**Aim of the exercise**
Determine how many lines of the data below contain "TabOpener", then give only that number.

-- Data shown follows --

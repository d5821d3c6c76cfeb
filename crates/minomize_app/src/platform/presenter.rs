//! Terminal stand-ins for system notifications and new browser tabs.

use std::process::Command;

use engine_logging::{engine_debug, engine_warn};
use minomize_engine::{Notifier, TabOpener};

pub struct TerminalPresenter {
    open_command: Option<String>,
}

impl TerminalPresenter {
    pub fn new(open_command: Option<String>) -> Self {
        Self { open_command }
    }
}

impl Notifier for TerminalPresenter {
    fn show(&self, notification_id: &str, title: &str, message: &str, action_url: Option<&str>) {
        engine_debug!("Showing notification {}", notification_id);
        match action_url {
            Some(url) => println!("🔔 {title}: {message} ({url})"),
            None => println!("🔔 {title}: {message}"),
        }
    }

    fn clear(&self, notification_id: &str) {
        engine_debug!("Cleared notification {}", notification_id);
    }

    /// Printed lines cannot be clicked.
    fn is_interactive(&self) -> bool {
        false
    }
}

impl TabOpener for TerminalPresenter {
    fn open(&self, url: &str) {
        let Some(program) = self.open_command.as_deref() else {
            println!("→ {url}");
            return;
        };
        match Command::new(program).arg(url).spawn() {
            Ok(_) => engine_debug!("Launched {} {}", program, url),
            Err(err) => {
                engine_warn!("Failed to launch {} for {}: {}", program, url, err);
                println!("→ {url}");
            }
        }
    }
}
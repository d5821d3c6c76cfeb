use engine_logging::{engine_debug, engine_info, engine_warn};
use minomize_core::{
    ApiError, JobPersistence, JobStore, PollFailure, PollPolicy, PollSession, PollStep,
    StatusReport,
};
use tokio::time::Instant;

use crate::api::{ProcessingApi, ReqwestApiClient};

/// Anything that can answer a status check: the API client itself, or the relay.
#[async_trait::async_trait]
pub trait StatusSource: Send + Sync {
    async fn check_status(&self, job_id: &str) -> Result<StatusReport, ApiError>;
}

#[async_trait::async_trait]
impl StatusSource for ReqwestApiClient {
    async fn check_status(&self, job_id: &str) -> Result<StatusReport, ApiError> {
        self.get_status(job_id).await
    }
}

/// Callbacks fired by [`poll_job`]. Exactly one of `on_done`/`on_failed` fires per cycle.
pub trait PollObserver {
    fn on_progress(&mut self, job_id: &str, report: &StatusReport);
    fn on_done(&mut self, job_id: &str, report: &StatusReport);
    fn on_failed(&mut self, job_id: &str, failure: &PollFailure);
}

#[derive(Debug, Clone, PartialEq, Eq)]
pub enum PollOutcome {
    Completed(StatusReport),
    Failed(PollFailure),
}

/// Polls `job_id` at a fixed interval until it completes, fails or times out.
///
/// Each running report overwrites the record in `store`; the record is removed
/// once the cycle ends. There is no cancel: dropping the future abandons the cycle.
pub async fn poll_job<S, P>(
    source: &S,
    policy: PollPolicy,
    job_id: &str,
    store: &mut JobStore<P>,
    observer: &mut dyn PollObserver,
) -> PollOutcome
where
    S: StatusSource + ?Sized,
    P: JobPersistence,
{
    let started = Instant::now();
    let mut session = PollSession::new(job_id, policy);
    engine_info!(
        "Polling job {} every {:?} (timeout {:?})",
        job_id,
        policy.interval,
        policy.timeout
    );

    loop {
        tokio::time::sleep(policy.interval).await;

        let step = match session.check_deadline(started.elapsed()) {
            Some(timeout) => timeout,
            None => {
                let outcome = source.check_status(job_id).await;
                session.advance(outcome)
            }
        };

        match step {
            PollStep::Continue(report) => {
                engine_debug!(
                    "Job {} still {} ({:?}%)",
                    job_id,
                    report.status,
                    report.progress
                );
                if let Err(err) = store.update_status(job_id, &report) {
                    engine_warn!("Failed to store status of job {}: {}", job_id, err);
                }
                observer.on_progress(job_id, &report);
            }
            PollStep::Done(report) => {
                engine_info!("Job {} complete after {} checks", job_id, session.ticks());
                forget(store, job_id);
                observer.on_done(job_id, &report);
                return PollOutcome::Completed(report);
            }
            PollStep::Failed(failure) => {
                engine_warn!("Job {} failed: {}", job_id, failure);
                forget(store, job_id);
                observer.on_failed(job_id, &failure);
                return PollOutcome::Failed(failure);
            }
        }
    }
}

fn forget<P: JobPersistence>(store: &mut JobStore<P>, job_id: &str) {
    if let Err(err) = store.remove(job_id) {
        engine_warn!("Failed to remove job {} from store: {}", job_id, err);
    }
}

-- Data shown concluded --
-- Data shown follows --

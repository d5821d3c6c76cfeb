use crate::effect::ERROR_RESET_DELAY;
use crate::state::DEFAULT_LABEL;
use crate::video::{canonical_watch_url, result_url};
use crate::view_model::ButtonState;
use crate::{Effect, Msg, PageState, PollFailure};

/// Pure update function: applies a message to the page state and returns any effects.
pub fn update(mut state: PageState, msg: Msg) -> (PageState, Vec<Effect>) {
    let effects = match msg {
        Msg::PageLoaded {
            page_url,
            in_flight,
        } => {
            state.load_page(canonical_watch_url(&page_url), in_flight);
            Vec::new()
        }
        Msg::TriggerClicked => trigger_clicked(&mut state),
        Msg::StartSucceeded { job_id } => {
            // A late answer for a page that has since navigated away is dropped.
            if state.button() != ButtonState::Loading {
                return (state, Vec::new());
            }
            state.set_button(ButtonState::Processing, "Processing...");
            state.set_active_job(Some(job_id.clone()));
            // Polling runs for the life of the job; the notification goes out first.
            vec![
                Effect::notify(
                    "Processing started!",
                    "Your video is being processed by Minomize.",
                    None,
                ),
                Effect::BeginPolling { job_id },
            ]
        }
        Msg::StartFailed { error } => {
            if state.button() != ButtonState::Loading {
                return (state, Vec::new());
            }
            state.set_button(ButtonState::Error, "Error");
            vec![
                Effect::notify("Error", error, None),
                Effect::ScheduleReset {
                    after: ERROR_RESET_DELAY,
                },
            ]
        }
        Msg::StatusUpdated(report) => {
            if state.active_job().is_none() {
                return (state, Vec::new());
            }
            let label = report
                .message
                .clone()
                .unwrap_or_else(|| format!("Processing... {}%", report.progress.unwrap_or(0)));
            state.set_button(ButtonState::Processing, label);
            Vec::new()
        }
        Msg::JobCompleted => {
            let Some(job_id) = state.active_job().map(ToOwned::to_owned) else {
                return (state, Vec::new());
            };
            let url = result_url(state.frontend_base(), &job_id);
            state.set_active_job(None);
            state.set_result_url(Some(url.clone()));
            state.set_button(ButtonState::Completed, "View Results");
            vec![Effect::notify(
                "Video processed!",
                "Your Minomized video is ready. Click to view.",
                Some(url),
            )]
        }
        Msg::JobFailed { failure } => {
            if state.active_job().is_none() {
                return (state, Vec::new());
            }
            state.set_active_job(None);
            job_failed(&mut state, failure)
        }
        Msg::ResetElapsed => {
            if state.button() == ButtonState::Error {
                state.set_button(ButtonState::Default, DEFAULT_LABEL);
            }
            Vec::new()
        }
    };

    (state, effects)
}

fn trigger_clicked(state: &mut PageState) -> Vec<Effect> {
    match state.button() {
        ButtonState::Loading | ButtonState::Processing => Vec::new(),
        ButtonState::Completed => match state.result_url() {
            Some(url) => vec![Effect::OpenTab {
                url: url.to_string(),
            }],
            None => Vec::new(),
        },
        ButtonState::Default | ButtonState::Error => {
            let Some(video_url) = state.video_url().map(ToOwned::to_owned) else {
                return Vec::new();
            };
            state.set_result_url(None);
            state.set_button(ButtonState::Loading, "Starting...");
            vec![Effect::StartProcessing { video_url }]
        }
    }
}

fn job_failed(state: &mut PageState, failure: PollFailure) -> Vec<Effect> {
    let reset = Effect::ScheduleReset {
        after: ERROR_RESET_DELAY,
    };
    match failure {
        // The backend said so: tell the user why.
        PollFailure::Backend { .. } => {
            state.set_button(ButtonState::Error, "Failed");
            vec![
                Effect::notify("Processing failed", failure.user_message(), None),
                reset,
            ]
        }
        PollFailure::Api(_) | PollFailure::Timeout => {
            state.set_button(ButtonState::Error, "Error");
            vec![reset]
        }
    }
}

-- Data shown concluded --

**Solution to the exercise**
2